◆ **RAW DATA**
========================================================================

//! Credential values and their byte layouts

use serde::{Deserialize, Serialize};

/// Marks a tagged entry. Never the first byte of valid UTF-8, and never a
/// single-byte boolean, so untagged entries cannot be mistaken for tagged ones.
const TAG_MARKER: u8 = 0xFF;
const TAG_TEXT: u8 = b't';
const TAG_BOOL: u8 = b'b';
const TAG_BLOB: u8 = b'd';

/// Text probe results that mean "no text here". `\0` and `\u{1}` are what a
/// stored boolean looks like when read as text.
const TEXT_SENTINELS: [&str; 3] = ["", "\u{0}", "\u{1}"];

#[derive(Debug, Clone, PartialEq, Eq)]
pub enum StoredValue {
    Text(String),
    Bool(bool),
    Blob(Vec<u8>),
}

impl StoredValue {
    pub fn as_text(&self) -> Option<&str> {
        match self {
            StoredValue::Text(text) => Some(text),
            _ => None,
        }
    }

    pub fn as_bool(&self) -> Option<bool> {
        match self {
            StoredValue::Bool(flag) => Some(*flag),
            _ => None,
        }
    }

    pub fn as_blob(&self) -> Option<&[u8]> {
        match self {
            StoredValue::Blob(bytes) => Some(bytes),
            _ => None,
        }
    }
}

impl From<String> for StoredValue {
    fn from(value: String) -> Self {
        StoredValue::Text(value)
    }
}

impl From<&str> for StoredValue {
    fn from(value: &str) -> Self {
        StoredValue::Text(value.to_string())
    }
}

impl From<bool> for StoredValue {
    fn from(value: bool) -> Self {
        StoredValue::Bool(value)
    }
}

impl From<Vec<u8>> for StoredValue {
    fn from(value: Vec<u8>) -> Self {
        StoredValue::Blob(value)
    }
}

impl From<&[u8]> for StoredValue {
    fn from(value: &[u8]) -> Self {
        StoredValue::Blob(value.to_vec())
    }
}

/// How values are laid out in the backend.
#[derive(Debug, Clone, Copy, PartialEq, Eq, Default, Serialize, Deserialize)]
#[serde(rename_all = "snake_case")]
pub enum ValueEncoding {
    /// Kind recorded in a two-byte header; reads need no guessing.
    #[default]
    Tagged,
    /// Raw bytes, kind recovered by probing text, then bool, then blob.
    Probe,
}

impl ValueEncoding {
    pub(crate) fn encode(&self, value: &StoredValue) -> Vec<u8> {
        match self {
            ValueEncoding::Probe => raw_bytes(value),
            ValueEncoding::Tagged => {
                let tag = match value {
                    StoredValue::Text(_) => TAG_TEXT,
                    StoredValue::Bool(_) => TAG_BOOL,
                    StoredValue::Blob(_) => TAG_BLOB,
                };
                let payload = raw_bytes(value);
                let mut bytes = Vec::with_capacity(payload.len() + 2);
                bytes.push(TAG_MARKER);
                bytes.push(tag);
                bytes.extend_from_slice(&payload);
                bytes
            }
        }
    }

    /// Tagged reads fall back to probing for entries written untagged.
    pub(crate) fn decode(&self, bytes: Vec<u8>) -> Option<StoredValue> {
        if *self == ValueEncoding::Tagged {
            if let Some(value) = decode_tagged(&bytes) {
                return Some(value);
            }
        }
        probe(bytes)
    }
}

fn raw_bytes(value: &StoredValue) -> Vec<u8> {
    match value {
        StoredValue::Text(text) => text.as_bytes().to_vec(),
        StoredValue::Bool(flag) => vec![u8::from(*flag)],
        StoredValue::Blob(bytes) => bytes.clone(),
    }
}

fn decode_tagged(bytes: &[u8]) -> Option<StoredValue> {
    match bytes {
        [TAG_MARKER, TAG_TEXT, payload @ ..] => std::str::from_utf8(payload)
            .ok()
            .map(|text| StoredValue::Text(text.to_string())),
        [TAG_MARKER, TAG_BOOL, flag] => Some(StoredValue::Bool(*flag == 1)),
        [TAG_MARKER, TAG_BLOB, payload @ ..] => Some(StoredValue::Blob(payload.to_vec())),
        _ => None,
    }
}

/// Text first, then bool, then blob. The order is arbitrary but fixed.
fn probe(bytes: Vec<u8>) -> Option<StoredValue> {
    if let Ok(text) = std::str::from_utf8(&bytes) {
        if !TEXT_SENTINELS.contains(&text) {
            return Some(StoredValue::Text(text.to_string()));
        }
    }
    if let Some(first) = bytes.first() {
        return Some(StoredValue::Bool(*first == 1));
    }
    Some(StoredValue::Blob(bytes))
}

========================================================================

◆ **WHAT TO PRODUCE**
Please copy only these lines, exactly: the first line of the records through the line containing "pub enum ValueEncoding", ends included.

◆ **FINAL ANSWER**
//! Credential values and their byte layouts

use serde::{Deserialize, Serialize};

/// Marks a tagged entry. Never the first byte of valid UTF-8, and never a
/// single-byte boolean, so untagged entries cannot be mistaken for tagged ones.
const TAG_MARKER: u8 = 0xFF;
const TAG_TEXT: u8 = b't';
const TAG_BOOL: u8 = b'b';
const TAG_BLOB: u8 = b'd';

/// Text probe results that mean "no text here". `\0` and `\u{1}` are what a
/// stored boolean looks like when read as text.
const TEXT_SENTINELS: [&str; 3] = ["", "\u{0}", "\u{1}"];

#[derive(Debug, Clone, PartialEq, Eq)]
pub enum StoredValue {
    Text(String),
    Bool(bool),
    Blob(Vec<u8>),
}

impl StoredValue {
    pub fn as_text(&self) -> Option<&str> {
        match self {
            StoredValue::Text(text) => Some(text),
            _ => None,
        }
    }

    pub fn as_bool(&self) -> Option<bool> {
        match self {
            StoredValue::Bool(flag) => Some(*flag),
            _ => None,
        }
    }

    pub fn as_blob(&self) -> Option<&[u8]> {
        match self {
            StoredValue::Blob(bytes) => Some(bytes),
            _ => None,
        }
    }
}

impl From<String> for StoredValue {
    fn from(value: String) -> Self {
        StoredValue::Text(value)
    }
}

impl From<&str> for StoredValue {
    fn from(value: &str) -> Self {
        StoredValue::Text(value.to_string())
    }
}

impl From<bool> for StoredValue {
    fn from(value: bool) -> Self {
        StoredValue::Bool(value)
    }
}

impl From<Vec<u8>> for StoredValue {
    fn from(value: Vec<u8>) -> Self {
        StoredValue::Blob(value)
    }
}

impl From<&[u8]> for StoredValue {
    fn from(value: &[u8]) -> Self {
        StoredValue::Blob(value.to_vec())
    }
}

/// How values are laid out in the backend.
#[derive(Debug, Clone, Copy, PartialEq, Eq, Default, Serialize, Deserialize)]
#[serde(rename_all = "snake_case")]
pub enum ValueEncoding {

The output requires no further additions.